** Task directions **
Using the listing below, keep only the lines with the word "Result" and copy them.

** Task input **
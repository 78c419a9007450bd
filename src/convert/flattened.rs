//! Codecs projecting single-item collections onto their element.

use super::{describe, Decoder, Encoder};
use crate::error::{BridgeError, Result};
use crate::value::PropertyValue;
use crate::wire::{WireData, WireType, WireValue};

/// Encodes a single value as a list or set of at most one element.
///
/// `Null` encodes as an empty collection. An array is encoded element-wise.
#[derive(Debug)]
pub struct FlattenedEncoder {
    collection_type: WireType,
    element: Box<dyn Encoder>,
}

impl FlattenedEncoder {
    /// Wrap `element` into a `collection_type`, which must be a list or set.
    pub fn new(collection_type: WireType, element: Box<dyn Encoder>) -> Self {
        Self {
            collection_type,
            element,
        }
    }

    fn collection(&self, items: Vec<WireValue>) -> WireValue {
        WireValue::known(self.collection_type.clone(), WireData::List(items))
    }
}

impl Encoder for FlattenedEncoder {
    fn wire_type(&self) -> WireType {
        self.collection_type.clone()
    }

    fn encode_known(&self, value: &PropertyValue) -> Result<WireValue> {
        if let PropertyValue::Array(items) = value {
            let items = items
                .iter()
                .enumerate()
                .map(|(i, item)| {
                    self.element
                        .from_property_value(item)
                        .map_err(|e| e.with_context(&format!("[{}]", i)))
                })
                .collect::<Result<Vec<_>>>()?;
            return Ok(self.collection(items));
        }
        Ok(self.collection(vec![self.element.from_property_value(value)?]))
    }

    fn encode_null(&self) -> Result<WireValue> {
        Ok(self.collection(Vec::new()))
    }
}

/// Decodes a list or set of at most one element into that element.
///
/// An empty collection decodes as `Null`.
#[derive(Debug)]
pub struct FlattenedDecoder {
    element: Box<dyn Decoder>,
}

impl FlattenedDecoder {
    /// Unwrap collections decoded by `element`.
    pub fn new(element: Box<dyn Decoder>) -> Self {
        Self { element }
    }
}

impl Decoder for FlattenedDecoder {
    fn decode_known(&self, value: &WireValue) -> Result<PropertyValue> {
        let items = match (value.ty(), value.as_list()) {
            (WireType::List(_) | WireType::Set(_), Some(items)) => items,
            _ => {
                return Err(BridgeError::conversion(format!(
                    "expected a list or set, got {}",
                    describe(value)
                )))
            },
        };
        match items {
            [] => Ok(PropertyValue::Null),
            [item] => self.element.to_property_value(item),
            _ => Err(BridgeError::conversion(format!(
                "expected at most one element, got {}",
                items.len()
            ))),
        }
    }

    fn unknown_value(&self, ty: &WireType) -> PropertyValue {
        let element_ty = ty.element_type().cloned().unwrap_or(WireType::Dynamic);
        self.element.unknown_value(&element_ty)
    }
}

#[cfg(test)]
mod tests {
    use super::*;
    use crate::convert::{StringDecoder, StringEncoder};

    fn list_encoder() -> FlattenedEncoder {
        FlattenedEncoder::new(WireType::list(WireType::String), Box::new(StringEncoder))
    }

    fn set_encoder() -> FlattenedEncoder {
        FlattenedEncoder::new(WireType::set(WireType::String), Box::new(StringEncoder))
    }

    fn decoder() -> FlattenedDecoder {
        FlattenedDecoder::new(Box::new(StringDecoder))
    }

    #[test]
    fn test_flattened_encoder() {
        assert_eq!(
            list_encoder().from_property_value(&"foo".into()).unwrap(),
            WireValue::list(WireType::String, vec![WireValue::string("foo")])
        );
        assert_eq!(
            list_encoder().from_property_value(&PropertyValue::Null).unwrap(),
            WireValue::list(WireType::String, vec![])
        );
        assert_eq!(
            set_encoder().from_property_value(&"foo".into()).unwrap(),
            WireValue::set(WireType::String, vec![WireValue::string("foo")])
        );
        assert_eq!(
            set_encoder().from_property_value(&PropertyValue::Null).unwrap(),
            WireValue::set(WireType::String, vec![])
        );
        assert_eq!(
            list_encoder()
                .from_property_value(&PropertyValue::Array(vec!["a".into()]))
                .unwrap(),
            WireValue::list(WireType::String, vec![WireValue::string("a")])
        );
        assert!(list_encoder()
            .from_property_value(&PropertyValue::object(Vec::<(String, PropertyValue)>::new()))
            .is_err());
    }

    #[test]
    fn test_flattened_decoder() {
        let single = WireValue::list(WireType::String, vec![WireValue::string("foo")]);
        assert_eq!(decoder().to_property_value(&single).unwrap(), "foo".into());

        let empty = WireValue::set(WireType::String, vec![]);
        assert_eq!(decoder().to_property_value(&empty).unwrap(), PropertyValue::Null);

        let two = WireValue::list(WireType::String, vec![WireValue::string("a"), WireValue::string("b")]);
        assert!(decoder().to_property_value(&two).is_err());

        assert!(decoder().to_property_value(&WireValue::string("mistyped")).is_err());
    }

    #[test]
    fn test_flattened_unknowns() {
        let unknown_element = WireValue::list(WireType::String, vec![WireValue::unknown(WireType::String)]);
        assert_eq!(
            decoder().to_property_value(&unknown_element).unwrap(),
            PropertyValue::unknown()
        );

        let unknown_set = WireValue::unknown(WireType::set(WireType::String));
        assert_eq!(decoder().to_property_value(&unknown_set).unwrap(), PropertyValue::unknown());

        assert_eq!(
            list_encoder().from_property_value(&PropertyValue::unknown()).unwrap(),
            WireValue::unknown(WireType::list(WireType::String))
        );
    }
}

** Task output **
use crate::error::{BridgeError, Result};
    fn encode_known(&self, value: &PropertyValue) -> Result<WireValue> {
                .collect::<Result<Vec<_>>>()?;
    fn encode_null(&self) -> Result<WireValue> {
    fn decode_known(&self, value: &WireValue) -> Result<PropertyValue> {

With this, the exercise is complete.